The early 1980s were an exciting time for music. Hair metal bands were selling out stadiums, while clubs and house parties in New York City had spawned a new genre of music. At the time, though, hip hop's reach was limited, an art form largely ignored by mainstream radio deejays and the rock-obsessed MTV network.
But in 1986, the music world was irrevocably changed when Run-DMC covered Aerosmith's hit “Walk This Way” in the first rock-hip hop collaboration. Others had tried melding styles. This was different, as a pair of iconic arena rockers and the young kings of hip hop shared a studio and started a revolution. The result: Something totally new and instantly popular. Most importantly, "Walk This Way" would be the first rap song to be played on mainstream rock radio.

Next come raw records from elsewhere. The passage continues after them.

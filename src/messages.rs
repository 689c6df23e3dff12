//! User-facing messages. The editor's audience reads Spanish, so every string
//! that can reach the browser lives here.

pub const STORE_NOT_CONFIGURED: &str = "La base de datos no está configurada.";
pub const ADMIN_NOT_CONFIGURED: &str = "Faltan las credenciales de administración.";
pub const NOT_AUTHENTICATED: &str = "Usuario no autenticado.";
pub const MISSING_SYLLABUS_ID: &str = "Se requiere el ID del plan de estudios.";
pub const MISSING_SAVE_IDS: &str = "Falta el ID del plan de estudios o del usuario.";
pub const INVALID_BODY: &str = "El cuerpo de la solicitud no es válido.";
pub const ID_MISMATCH: &str = "El ID del plan de estudios no coincide con la ruta.";
pub const MISSING_NEW_OWNER: &str = "Se requiere el ID del nuevo propietario.";
pub const OWNER_CHANGE_REJECTED: &str =
    "No se puede cambiar el propietario del plan de estudios al guardar.";
pub const NO_VIEW_PERMISSION: &str = "No tiene permiso para ver este plan de estudios.";
pub const ADMIN_ONLY: &str = "Esta acción solo está disponible para administradores.";
pub const NOT_FOUND: &str = "Plan de estudios no encontrado.";
pub const UNIT_NOT_FOUND: &str = "La unidad de aprendizaje indicada no existe.";
pub const STORE_PERMISSION_DENIED: &str =
    "La base de datos rechazó la operación por falta de permisos.";
pub const STORE_FAILURE: &str = "Ocurrió un error con la base de datos. Por favor, inténtelo de nuevo.";
pub const UPSTREAM_FAILURE: &str = "Ocurrió un error inesperado. Por favor, inténtelo de nuevo.";

pub const EMPTY_REFERENCE: &str = "El campo de referencia no puede estar vacío.";
pub const VALIDATION_FAILED: &str =
    "Ocurrió un error al validar la referencia. Por favor, inténtelo de nuevo.";

pub const DEFAULT_COURSE_NAME: &str = "Nuevo Plan de Estudio";
pub const DEFAULT_COURSE_KEY: &str = "CURSO-101";

pub fn unit_label(position: usize) -> String {
    format!("Unidad de Aprendizaje {}", position)
}

pub fn invalid_unit_dates(position: usize) -> String {
    format!(
        "La fecha de inicio de la Unidad {} es posterior a su fecha de término.",
        position
    )
}

pub fn weight_total_warning(total: f64) -> String {
    format!(
        "La suma de las ponderaciones es {}%, debería ser 100%.",
        format_weight(total)
    )
}

fn format_weight(total: f64) -> String {
    if total.fract() == 0.0 {
        format!("{}", total as i64)
    } else {
        format!("{:.2}", total)
    }
}
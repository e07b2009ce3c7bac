use core::str::FromStr;

use chrono::{DateTime, NaiveDateTime, Utc};
use serde::{Deserialize, Serialize};
use serde_json::{Map, Value as JsonValue};
use thiserror::Error;

use catalog_core::ProductId;

/// Field values carried by a command (field name → JSON value).
pub type Payload = Map<String, JsonValue>;

const ACTION_KEY: &str = "action";
const PRODUCT_ID_KEY: &str = "product_id";

/// Mutation kind carried by an envelope; determines consumer-side dispatch.
#[derive(Debug, Copy, Clone, PartialEq, Eq, Hash, Serialize, Deserialize)]
#[serde(rename_all = "lowercase")]
pub enum Action {
    Create,
    Update,
    Delete,
}

impl Action {
    pub const ALL: [Action; 3] = [Action::Create, Action::Update, Action::Delete];

    pub fn as_str(&self) -> &'static str {
        match self {
            Action::Create => "create",
            Action::Update => "update",
            Action::Delete => "delete",
        }
    }

    /// Wire key used for the informational timestamp of this action.
    pub fn timestamp_key(&self) -> &'static str {
        match self {
            Action::Create => "created_at",
            Action::Update => "updated_at",
            Action::Delete => "deleted_at",
        }
    }
}

impl core::fmt::Display for Action {
    fn fmt(&self, f: &mut core::fmt::Formatter<'_>) -> core::fmt::Result {
        f.write_str(self.as_str())
    }
}

impl FromStr for Action {
    type Err = DecodeError;

    fn from_str(s: &str) -> Result<Self, Self::Err> {
        match s {
            "create" => Ok(Action::Create),
            "update" => Ok(Action::Update),
            "delete" => Ok(Action::Delete),
            other => Err(DecodeError::UnknownAction(other.to_string())),
        }
    }
}

/// Why a raw record could not be turned into a [`CommandEnvelope`].
#[derive(Debug, Clone, PartialEq, Eq, Error)]
pub enum DecodeError {
    #[error("payload is not valid UTF-8: {0}")]
    InvalidUtf8(String),

    #[error("payload is not valid JSON: {0}")]
    Malformed(String),

    #[error("payload is not a JSON object")]
    NotAnObject,

    #[error("missing field `{0}`")]
    MissingField(&'static str),

    #[error("invalid field `{field}`: {reason}")]
    InvalidField { field: &'static str, reason: String },

    #[error("unknown action `{0}`")]
    UnknownAction(String),
}

/// A product command as it travels through the log.
///
/// On the wire this is a flat JSON object: `action` and `product_id` sit next
/// to the payload fields, plus an optional action-specific timestamp
/// (`created_at` / `updated_at` / `deleted_at`).
///
/// Notes:
/// - The payload never contains the reserved keys; they are stripped on construction.
/// - `delete` envelopes carry an empty payload.
/// - `timestamp` is informational and never used for ordering.
#[derive(Debug, Clone, PartialEq, Eq)]
pub struct CommandEnvelope {
    product_id: ProductId,
    action: Action,
    payload: Payload,
    timestamp: Option<DateTime<Utc>>,
}

impl CommandEnvelope {
    pub fn new(product_id: ProductId, action: Action, payload: Payload) -> Self {
        let payload = match action {
            Action::Delete => Payload::new(),
            Action::Create | Action::Update => strip_reserved(payload),
        };

        Self {
            product_id,
            action,
            payload,
            timestamp: None,
        }
    }

    pub fn create(product_id: ProductId, payload: Payload) -> Self {
        Self::new(product_id, Action::Create, payload)
    }

    pub fn update(product_id: ProductId, payload: Payload) -> Self {
        Self::new(product_id, Action::Update, payload)
    }

    pub fn delete(product_id: ProductId) -> Self {
        Self::new(product_id, Action::Delete, Payload::new())
    }

    pub fn with_timestamp(mut self, timestamp: DateTime<Utc>) -> Self {
        self.timestamp = Some(timestamp);
        self
    }

    pub fn product_id(&self) -> &ProductId {
        &self.product_id
    }

    pub fn action(&self) -> Action {
        self.action
    }

    pub fn payload(&self) -> &Payload {
        &self.payload
    }

    pub fn timestamp(&self) -> Option<DateTime<Utc>> {
        self.timestamp
    }

    pub fn into_payload(self) -> Payload {
        self.payload
    }

    /// Flatten into the wire object.
    pub fn to_wire(&self) -> JsonValue {
        let mut object = self.payload.clone();
        object.insert(
            PRODUCT_ID_KEY.to_string(),
            JsonValue::String(self.product_id.to_string()),
        );
        object.insert(
            ACTION_KEY.to_string(),
            JsonValue::String(self.action.as_str().to_string()),
        );
        if let Some(ts) = self.timestamp {
            object.insert(
                self.action.timestamp_key().to_string(),
                JsonValue::String(ts.to_rfc3339()),
            );
        }
        JsonValue::Object(object)
    }

    /// Encode to UTF-8 JSON bytes.
    pub fn encode(&self) -> Result<Vec<u8>, serde_json::Error> {
        serde_json::to_vec(&self.to_wire())
    }

    /// Decode UTF-8 JSON bytes produced by [`CommandEnvelope::encode`] (or any
    /// producer following the same flat layout).
    pub fn decode(bytes: &[u8]) -> Result<Self, DecodeError> {
        let text = core::str::from_utf8(bytes).map_err(|e| DecodeError::InvalidUtf8(e.to_string()))?;
        let value: JsonValue =
            serde_json::from_str(text).map_err(|e| DecodeError::Malformed(e.to_string()))?;
        Self::from_wire(value)
    }

    pub fn from_wire(value: JsonValue) -> Result<Self, DecodeError> {
        let JsonValue::Object(mut object) = value else {
            return Err(DecodeError::NotAnObject);
        };

        let action = match object.remove(ACTION_KEY) {
            None | Some(JsonValue::Null) => return Err(DecodeError::MissingField(ACTION_KEY)),
            Some(JsonValue::String(s)) => s.parse::<Action>()?,
            Some(other) => {
                return Err(DecodeError::InvalidField {
                    field: ACTION_KEY,
                    reason: format!("expected string, found {other}"),
                });
            }
        };

        let product_id = match object.remove(PRODUCT_ID_KEY) {
            None | Some(JsonValue::Null) => return Err(DecodeError::MissingField(PRODUCT_ID_KEY)),
            Some(JsonValue::String(s)) => ProductId::new(s).map_err(|e| DecodeError::InvalidField {
                field: PRODUCT_ID_KEY,
                reason: e.to_string(),
            })?,
            Some(other) => {
                return Err(DecodeError::InvalidField {
                    field: PRODUCT_ID_KEY,
                    reason: format!("expected string, found {other}"),
                });
            }
        };

        // Informational only: an unreadable timestamp is dropped, not rejected.
        let timestamp = object
            .get(action.timestamp_key())
            .and_then(JsonValue::as_str)
            .and_then(parse_timestamp);

        let envelope = Self::new(product_id, action, object);
        Ok(match timestamp {
            Some(ts) => envelope.with_timestamp(ts),
            None => envelope,
        })
    }
}

fn strip_reserved(mut payload: Payload) -> Payload {
    payload.remove(ACTION_KEY);
    payload.remove(PRODUCT_ID_KEY);
    for action in Action::ALL {
        payload.remove(action.timestamp_key());
    }
    payload
}

/// Accepts RFC 3339 and naive ISO-8601 (assumed UTC).
fn parse_timestamp(raw: &str) -> Option<DateTime<Utc>> {
    if let Ok(ts) = DateTime::parse_from_rfc3339(raw) {
        return Some(ts.with_timezone(&Utc));
    }
    NaiveDateTime::parse_from_str(raw, "%Y-%m-%dT%H:%M:%S%.f")
        .ok()
        .map(|naive| naive.and_utc())
}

In Walk This Way, Geoff Edgers sets the scene for this unlikely union of rockers and MCs, a mashup that both revived Aerosmith and catapulted hip hop into the mainstream. He tracks the paths of the main artists—Steven Tyler, Joe Perry, Joseph “Run” Simmons, and Darryl “DMC” McDaniels—along with other major players on the scene across their lives and careers, illustrating the long road to the revolutionary marriage of rock and hip hop. Deeply researched and written in cinematic style, this music history is a must-read for fans of hip hop, rock, and everything in between.
PUBLISHERS WEEKLY
In this rollicking and occasionally rambling history, music journalist Edgers tells the story of Run-DMC's 1986 hip-hop remake of Aerosmith's 1975 hit "Walk This Way." The aging, fractious, and drug-addled rockers weren't hip to new music, and the rising rappers thought the original's lyrics were "hillbilly gibberish." So when the members of Aerosmith walked into a studio in 1986 to help Run-DMC cover their song, it was hardly a meeting of the minds. Aerosmith front man Steven Tyler and guitarist Joe Perry showed up strictly for the $8,000 payday, while the already-platinum Run-DMC thought the song would be a way to break hip-hop into the white mainstream. Edgers has little to say about the faded rockers beyond the battles between the "Toxic Twins" Tyler and Perry and about the band's declining popularity and mounting money troubles (Perry is described as "a dope fiend on a twenty-dollar-a-day allowance"). Edgers's take on the rise of Run-DMC, "smart-ass kids" from Queens, meanwhile, is told more passionately ("What Run-DMC wore would usher in the era of brand marketing that eventually made millionaires out of 50 Cent, Jay Z, and Dr. Dre"); Edgers also covers other rap pioneers, downtown hipsters, and music producer Rick Rubin (the white Long Islander who saw rap as "black punk rock"). Run-DMC's version of the song helped revitalize Aerosmith's career, and, according to Edgers, was the "starting gun for every mashup, good and bad, that came later." Edgers, however, focuses less on the song's broader cultural implications than the entertaining awkwardness of the recording, as when an MTV interviewer asked each group how they felt about the other's music and received mostly blank stares. Nevertheless, this is a vivid snapshot of a unique moment in cultural history.
Customer Reviews
A Fascinating Read!
At first, I wondered how an entire book could be written about the history behind one song. Once I started reading, I was sucked in. Reading this book taught me about the history of both Run-DMC and Aerosmith, how the groups connected for this song and the fate of the groups after the track was released. Detailed and funny, it was a fascinating read.